Where Boateng and Appiah struggled to set the world alight, Herman Asafo-Agyei succeeded. Himself a member of Osibisa between 1985 and 2011, Asafo-Agyei was, during the mid-80s, the leader of his own burger highlife band who managed to secure an international career.
A law student in London in the 80s, Asafo-Agyei was also a session bassist who worked on reggae, Afro-funk and even rock music recordings. After performing to 50,000 people in Ghana with Osibisa at the behest of the government, Asafo-Agyei formed Native Spirit, who were intended to be a backing band for Ghanaian highlife artists performing in the UK. They found more opportunities in the US and Canada, including as a backing band for singer Pat Thomas, and were signed by the label Afronova. “Our first album was very well received in the local music magazines – these were raving reviews,” Asafo-Agyei says. The dream to break through internationally soon felt like it could materialise: “I thought I had a future with this band.”

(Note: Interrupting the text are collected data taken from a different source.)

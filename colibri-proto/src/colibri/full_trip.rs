// Copyright 2025 Anapaya Systems
//
// Licensed under the Apache License, Version 2.0 (the "License");
// you may not use this file except in compliance with the License.
// You may obtain a copy of the License at
//
//   http://www.apache.org/licenses/LICENSE-2.0
//
// Unless required by applicable law or agreed to in writing, software
// distributed under the License is distributed on an "AS IS" BASIS,
// WITHOUT WARRANTIES OR CONDITIONS OF ANY KIND, either express or implied.
// See the License for the specific language governing permissions and
// limitations under the License.

use std::{fmt, sync::Arc};

use chrono::{DateTime, Utc};
use serde::Serialize;

use super::looks::ReservationLooks;
use crate::{address::IsdAsn, reservation::ReservationId};

/// One concrete sequence of segment reservations leading from a source to a destination AS.
///
/// The segments are shared with the [StitchableSegments](super::StitchableSegments) they were
/// stitched from. Consecutive segments are connected: the destination of one is the source of
/// the next.
#[derive(Debug, Clone, Default, PartialEq, Eq, Serialize)]
#[serde(transparent)]
pub struct FullTrip(Vec<Arc<ReservationLooks>>);

impl FullTrip {
    /// Creates a trip from the given segments.
    pub fn new(segments: Vec<Arc<ReservationLooks>>) -> Self {
        FullTrip(segments)
    }

    /// Segments of the trip, in traversal order.
    pub fn segments(&self) -> &[Arc<ReservationLooks>] {
        &self.0
    }

    /// Number of segments.
    pub fn len(&self) -> usize {
        self.0.len()
    }

    /// Returns true if the trip has no segments.
    pub fn is_empty(&self) -> bool {
        self.0.is_empty()
    }

    /// Bottleneck bandwidth of the trip in kbps.
    ///
    /// This is the minimum over all segments of the allocated bandwidth scaled by the segment's
    /// split for data. An empty trip has no bandwidth.
    pub fn bw(&self) -> u64 {
        self.0
            .iter()
            .map(|l| l.data_bw_kbps())
            .min()
            .unwrap_or(0)
    }

    /// First AS of the trip.
    pub fn src_ia(&self) -> Option<IsdAsn> {
        self.0.first().map(|l| l.src_ia)
    }

    /// Last AS of the trip.
    pub fn dst_ia(&self) -> Option<IsdAsn> {
        self.0.last().map(|l| l.dst_ia)
    }

    /// IDs of the segments, in traversal order.
    pub fn segment_ids(&self) -> Vec<ReservationId> {
        self.0.iter().map(|l| l.id).collect()
    }

    /// Earliest expiration among the segments.
    pub fn expiration_time(&self) -> Option<DateTime<Utc>> {
        self.0.iter().map(|l| l.expiration_time).min()
    }

    /// Returns true if every segment starts where the previous one ends.
    pub fn is_connected(&self) -> bool {
        self.0.windows(2).all(|w| w[0].dst_ia == w[1].src_ia)
    }
}

impl From<Vec<Arc<ReservationLooks>>> for FullTrip {
    fn from(segments: Vec<Arc<ReservationLooks>>) -> Self {
        FullTrip(segments)
    }
}

impl fmt::Display for FullTrip {
    fn fmt(&self, f: &mut fmt::Formatter<'_>) -> fmt::Result {
        let Some(src) = self.src_ia() else {
            return write!(f, "<empty>");
        };
        write!(f, "{src}")?;
        for l in &self.0 {
            write!(f, ">{}", l.dst_ia)?;
        }
        Ok(())
    }
}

Native Spirit hit some highs: Asafo-Agyei recalls supporting Fela Kuti when he toured in Canada; playing at “a club in Minneapolis that belonged to Prince”, the legendary First Avenue; and performing as the headline band at a concert on Toronto’s harbour front commemorating Nelson Mandela’s release from prison (“a hugely important moment for me,” Asafo-Agyei recalls). They recorded two albums, but while Odo San Bra Fie, from the self-titled first of them, is one of the funkiest offerings on Borga Revolution!, the second never got released due to label disagreements, and the group disbanded. Today, Asafo-Agyei is a minister at Northolt Grange Baptist church in London.
“Highlife was my blood – it was our tune, our sound,” Appiah says. But while he, Boateng and Asafo-Agyei all continue to write new music, the genre’s popularity was already deteriorating by the late 80s, just as the sounds of disco and boogie declined in conjunction. The Ghanaian economy was recovering, and by the end of the 90s – despite outstanding tracks such as Paa Jude’s bright and infectious, Madonna-esque Odo Refre Wo being released on labels like Peckham’s Asona Records – burger highlife was being replaced by exciting new hybrids in Ghana, such as the hip-hop and reggaeton-infused hiplife.
Burger highlife remains an essential stepping stone in the evolution of Ghanaian music nonetheless – and in 2022, the music sounds as fresh and riveting as anything. The sense of optimism is infectious, and that’s something that the musicians still radiate. Appiah is ebullient as he signs off from our phone call. “If there’s anyone who wants to take me to the top, I’m ready for it!”